NO-dependent cGMP signalling in neurons and astrocytes

Abstract

In the central nervous system, NO-dependent cGMP signalling is associated with many different developmental processes and brain functions, including neurogenesis, neuronal development and memory formation. The NO/cGMP signalling cascade is involved in regulating pre- and postsynaptic action by facilitating glutamate release and increasing NMDAR-mediated currents, respectively. These different actions of NO/cGMP have been ascribed to the distinct subcellular localisation of the two known NO-GCs. Immunohistochemical studies indicate a presynaptic localisation of NO-GC1, whereas NO-GC2 is found at the postsynaptic site. Both NO-GC isoforms are required for LTP, as knock-out mice of either one of the NO-sensitive GCs show impaired induction of hippocampal and cortical LTP. FRET-based cGMP indicators (cGi) are an important tool to analyze the temporal resolution of cGMP signals in living cells. Therefore, a transgenic mouse was generated which stably and ubiquitously expresses a cGMP indicator (cGi500). Confocal laser scanning microscopy was used to monitor cGMP signalling in primary cells from cGi500 knock-in mice. Fast and reversible NO-induced cGMP signals were detectable in neurons and astrocytes.

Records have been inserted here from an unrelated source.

pub mod device;
pub mod display;
pub mod mapping;

pub use device::{AudioDevice, DeviceId, DeviceMap, DeviceState, Volume};
pub use display::{screen_name_from_device, Display, ForegroundWindow, Rect};
pub use mapping::Mapping;

/// Идентификатор процесса ОС
pub type ProcessId = u32;
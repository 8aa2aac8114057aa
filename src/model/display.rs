use serde::{Deserialize, Serialize};
use std::fmt;

use super::ProcessId;

/// Префикс пути устройства монитора в Win32 (`\\.\DISPLAY1`)
const DEVICE_PATH_PREFIX: &str = r"\\.\";

/// Прямоугольник в координатах виртуального рабочего стола
#[derive(Debug, Clone, Copy, PartialEq, Eq, Hash, Default, Serialize, Deserialize)]
pub struct Rect {
    pub x: i32,
    pub y: i32,
    pub width: u32,
    pub height: u32,
}

impl Rect {
    pub fn from_edges(left: i32, top: i32, right: i32, bottom: i32) -> Self {
        Self {
            x: left,
            y: top,
            width: right.saturating_sub(left).max(0) as u32,
            height: bottom.saturating_sub(top).max(0) as u32,
        }
    }
}

impl fmt::Display for Rect {
    fn fmt(&self, f: &mut fmt::Formatter<'_>) -> fmt::Result {
        write!(f, "{}x{}+{}+{}", self.width, self.height, self.x, self.y)
    }
}

/// Физический экран. Имя назначается по порядку перечисления и не переживает
/// переконфигурацию мониторов.
#[derive(Debug, Clone, PartialEq, Eq, Hash, Serialize, Deserialize)]
pub struct Display {
    pub name: String,
    pub device_name: String,
    pub rect: Rect,
}

impl Display {
    /// Порядковое имя: индекс 0 -> "Screen1"
    pub fn ordinal_name(index: usize) -> String {
        format!("Screen{}", index + 1)
    }
}

impl fmt::Display for Display {
    fn fmt(&self, f: &mut fmt::Formatter<'_>) -> fmt::Result {
        write!(f, "{} ({}, {})", self.name, self.device_name, self.rect)
    }
}

/// Окно переднего плана и экран, на котором оно находится
#[derive(Debug, Clone, PartialEq, Eq, Hash, Serialize, Deserialize)]
pub struct ForegroundWindow {
    pub pid: ProcessId,
    pub title: String,
    pub display: Option<String>,
}

impl ForegroundWindow {
    pub fn new(pid: ProcessId, title: impl Into<String>) -> Self {
        Self {
            pid,
            title: title.into(),
            display: None,
        }
    }

    pub fn with_display(mut self, display: impl Into<String>) -> Self {
        self.display = Some(display.into());
        self
    }
}

impl fmt::Display for ForegroundWindow {
    fn fmt(&self, f: &mut fmt::Formatter<'_>) -> fmt::Result {
        write!(
            f,
            "PID {} \"{}\" на {}",
            self.pid,
            self.title,
            self.display.as_deref().unwrap_or("<неизвестный экран>")
        )
    }
}

/// `\\.\DISPLAY2` -> `Screen2`. Всё, что не содержит `DISPLAY` и цифр, даёт `None`.
pub fn screen_name_from_device(device_path: &str) -> Option<String> {
    let base = device_path
        .strip_prefix(DEVICE_PATH_PREFIX)
        .unwrap_or(device_path);

    if !base.contains("DISPLAY") {
        return None;
    }

    let digits: String = base.chars().filter(|c| c.is_ascii_digit()).collect();
    if digits.is_empty() {
        None
    } else {
        Some(format!("Screen{}", digits))
    }
}

#[cfg(test)]
mod tests {
    use super::*;

    #[test]
    fn test_screen_name_from_device() {
        assert_eq!(screen_name_from_device(r"\\.\DISPLAY1"), Some("Screen1".to_string()));
        assert_eq!(screen_name_from_device(r"\\.\DISPLAY12"), Some("Screen12".to_string()));
        assert_eq!(screen_name_from_device("DISPLAY3"), Some("Screen3".to_string()));
        assert_eq!(screen_name_from_device(r"\\.\DISPLAY"), None);
        assert_eq!(screen_name_from_device(r"\\.\MONITOR1"), None);
        assert_eq!(screen_name_from_device(""), None);
    }

    #[test]
    fn test_rect_from_edges() {
        let rect = Rect::from_edges(-1920, 0, 0, 1080);
        assert_eq!(rect, Rect { x: -1920, y: 0, width: 1920, height: 1080 });
        assert_eq!(Rect::from_edges(10, 10, 5, 5).width, 0);
    }

    #[test]
    fn test_foreground_window_creation() {
        let window = ForegroundWindow::new(42, "Player").with_display("Screen1");
        assert_eq!(window.pid, 42);
        assert_eq!(window.display.as_deref(), Some("Screen1"));
        assert_eq!(Display::ordinal_name(0), "Screen1");
    }
}
use anyhow::{Context, Result};
use figment::{
    providers::{Env, Format, Serialized, Toml},
    Figment,
};
use serde::{Deserialize, Serialize};
use std::path::{Path, PathBuf};
use std::time::Duration;

#[derive(Debug, Clone, Deserialize, Serialize)]
pub struct Config {
    pub logging: LoggingConfig,
    pub routing: RoutingConfig,
    pub mapping: MappingConfig,
}

#[derive(Debug, Clone, Deserialize, Serialize)]
pub struct LoggingConfig {
    pub level: String,
    pub format: String,
}

#[derive(Debug, Clone, Deserialize, Serialize)]
pub struct RoutingConfig {
    pub polling_interval_ms: u64,
    pub device_cache_ttl_ms: u64,
    pub prune_stale_pids: bool,
    pub prune_interval_ms: u64,
}

#[derive(Debug, Clone, Deserialize, Serialize)]
pub struct MappingConfig {
    pub file: PathBuf,
    pub watch: bool,
}

impl Default for Config {
    fn default() -> Self {
        Self {
            logging: LoggingConfig {
                level: "info".to_string(),
                format: "compact".to_string(),
            },
            routing: RoutingConfig {
                polling_interval_ms: 100,
                device_cache_ttl_ms: 2000,
                prune_stale_pids: true,
                prune_interval_ms: 5000,
            },
            mapping: MappingConfig {
                file: PathBuf::from("screen_audio_mapping.json"),
                watch: true,
            },
        }
    }
}

impl RoutingConfig {
    pub fn polling_interval(&self) -> Duration {
        Duration::from_millis(self.polling_interval_ms)
    }

    pub fn device_cache_ttl(&self) -> Duration {
        Duration::from_millis(self.device_cache_ttl_ms)
    }

    pub fn prune_interval(&self) -> Duration {
        Duration::from_millis(self.prune_interval_ms)
    }
}

impl Config {
    /// Загружает конфигурацию: значения по умолчанию, затем TOML файл (если есть), затем `SAR_*`
    pub fn load<P: AsRef<Path>>(config_path: P) -> Result<Self> {
        let config_path = config_path.as_ref();

        let figment = Figment::from(Serialized::defaults(Config::default()))
            .merge(Toml::file(config_path))
            .merge(Env::prefixed("SAR_").split("__"));

        let config: Config = figment
            .extract()
            .with_context(|| format!("Не удалось загрузить конфигурацию из {:?}", config_path))?;

        config.validate()?;

        Ok(config)
    }

    pub fn validate(&self) -> Result<()> {
        // Валидация настроек логирования
        match self.logging.level.as_str() {
            "trace" | "debug" | "info" | "warn" | "error" => {}
            _ => anyhow::bail!("Неверный уровень логирования: {}", self.logging.level),
        }

        match self.logging.format.as_str() {
            "compact" | "pretty" => {}
            _ => anyhow::bail!("Неверный формат логирования: {}", self.logging.format),
        }

        // Валидация настроек маршрутизации
        if !(10..=10_000).contains(&self.routing.polling_interval_ms) {
            anyhow::bail!(
                "polling_interval_ms должно быть в диапазоне 10..=10000, получено {}",
                self.routing.polling_interval_ms
            );
        }

        if self.routing.prune_interval_ms < self.routing.polling_interval_ms {
            anyhow::bail!("prune_interval_ms не может быть меньше polling_interval_ms");
        }

        if self.mapping.file.as_os_str().is_empty() {
            anyhow::bail!("Путь к файлу маппинга не может быть пустым");
        }

        Ok(())
    }
}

Maximal GSNO-induced cGMP responses were similar in both cell types. Cyclic GMP signals in neurons were elicited by approximately ten fold lower GSNO concentrations compared to astrocytes. Whether lower responses of astrocytes to exogenous applied NO could be due to lower amount of cGMP-generating enzymes or different expression pattern of PDEs will be further studied in detail.